But I looked to the bridge.
Rhiandra was halfway along it, still trying to reach the lighthouse. Her steps were laboured, her hand gripping tightly to the railing. Beneath her, the ocean was thrashing and angry, a black mass of waves below a sheer drop. Lightning was striking the ocean all around the harbour, a cacophony of light so bright it sheared straight through the black night and turned it to a stark, white day. There was no way she was going to be able to keep going. Her body couldn’t take it. Her consciousness would give out before her determination to push forward did.
I predicted what would happen a moment before it did.
She swayed.
I fumbled with the buttons of my heavy coat as she staggered. I was already kicking off my boots before the coat hit the ground.

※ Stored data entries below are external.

use anyhow::{Context, Result};
use async_trait::async_trait;
use std::sync::Arc;

use super::{PrivilegedChannel, PrivilegedResult};

const OSASCRIPT: &str = "/usr/bin/osascript";
const GENERIC_FAILURE: &str = "administrator removal failed";
const USER_CANCELED_CODE: &str = "(-128)";

/// Exit status plus stdout and stderr, concatenated
#[derive(Debug, Clone, PartialEq, Eq)]
pub struct CommandOutput {
    /// `None` when the process was killed by a signal
    pub status: Option<i32>,
    pub output: String,
}

#[async_trait]
pub trait CommandRunner: Send + Sync {
    async fn run(&self, program: &str, args: &[String]) -> Result<CommandOutput>;
}

#[derive(Debug, Default, Clone, Copy)]
pub struct TokioCommandRunner;

#[async_trait]
impl CommandRunner for TokioCommandRunner {
    async fn run(&self, program: &str, args: &[String]) -> Result<CommandOutput> {
        let out = tokio::process::Command::new(program)
            .args(args)
            .kill_on_drop(true)
            .output()
            .await
            .with_context(|| format!("Failed to launch {}", program))?;

        let mut output = String::from_utf8_lossy(&out.stdout).into_owned();
        output.push_str(&String::from_utf8_lossy(&out.stderr));
        Ok(CommandOutput {
            status: out.status.code(),
            output,
        })
    }
}

/// Secondary channel: one `rm -rf` for every path, run through the
/// administrator password prompt.
pub struct AdminShellChannel {
    runner: Arc<dyn CommandRunner>,
}

impl std::fmt::Debug for AdminShellChannel {
    fn fmt(&self, f: &mut std::fmt::Formatter<'_>) -> std::fmt::Result {
        f.debug_struct("AdminShellChannel").finish_non_exhaustive()
    }
}

impl Default for AdminShellChannel {
    fn default() -> Self {
        Self::new(Arc::new(TokioCommandRunner))
    }
}

impl AdminShellChannel {
    pub fn new(runner: Arc<dyn CommandRunner>) -> Self {
        Self { runner }
    }

    /// The shell command, paths quoted for `/bin/sh`
    pub fn removal_command(paths: &[String]) -> String {
        format!("/bin/rm -rf -- {}", shell_words::join(paths))
    }

    /// `osascript` arguments wrapping `removal_command` in an AppleScript string
    pub fn osascript_args(paths: &[String]) -> Vec<String> {
        let command = Self::removal_command(paths);
        let script = format!(
            "do shell script \"{}\" with administrator privileges",
            escape_applescript(&command)
        );
        vec!["-e".to_string(), script]
    }
}

fn escape_applescript(s: &str) -> String {
    s.replace('\\', "\\\\").replace('"', "\\\"")
}

/// AppleScript reports a dismissed prompt as `execution error: User canceled. (-128)`.
/// Only the trailing error code counts, never a `-128` inside an echoed path.
fn is_cancellation(output: &str) -> bool {
    output
        .lines()
        .map(str::trim_end)
        .filter(|line| line.contains("execution error:"))
        .any(|line| {
            line.ends_with(USER_CANCELED_CODE) || line.to_lowercase().contains("user canceled")
        })
}

#[async_trait]
impl PrivilegedChannel for AdminShellChannel {
    fn name(&self) -> &'static str {
        "admin-shell"
    }

    async fn remove_items(&self, paths: &[String]) -> PrivilegedResult {
        let args = Self::osascript_args(paths);
        tracing::debug!(count = paths.len(), "running administrator removal");

        match self.runner.run(OSASCRIPT, &args).await {
            Ok(CommandOutput { status: Some(0), .. }) => PrivilegedResult::Success,
            Ok(CommandOutput { output, .. }) if is_cancellation(&output) => {
                PrivilegedResult::Cancelled
            }
            Ok(CommandOutput { output, status }) => {
                let output = output.trim();
                tracing::warn!(?status, output, "administrator removal failed");
                if output.is_empty() {
                    PrivilegedResult::Failure(GENERIC_FAILURE.to_string())
                } else {
                    PrivilegedResult::Failure(output.to_string())
                }
            }
            Err(e) => PrivilegedResult::Failure(format!("{:#}", e)),
        }
    }
}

She slumped, losing her hold on the handrail.
My heart tripped as fear chased its beat, and I stumbled as I climbed the rock wall ringing the platform. The drop was steep, the black water below tossing restlessly in response to the storm above.
Lester’s voice bellowed after me. ‘Don’t you fucking dare!’
But she slipped over and began to fall. I’d already jumped.
We hit the water at the same time.
Chapter Forty-Five
Iswam out of the murky depths of unconsciousness, continually drifting back towards the dark. I caught a few snatches of sound, first. A soft, rhythmic rushing noise. A strained, ceaseless muttering, which I realised a second later was my own voice. Then I slipped down again. The next time, I caught a flicker of light through slitted eyelids, strange and shifting in patterns. But my eyes wouldn’t stay open and I was gone again. The last time, I surfaced in a panic, chased by a nightmare of a huge, white beast leaping out of the depths of the ocean, mouth open wide to swallow me whole. I thrashed violently, my legs tangling as I kicked them, crying out. I saw nothing, but felt fingers against my forehead, running through my hair. Water pressed to my mouth, accepted in greedy gulps. It settled me, slowing my heart rate, until I was sinking back into unawareness again, this time with no monster waiting. Just the embrace of a strangely warm sea.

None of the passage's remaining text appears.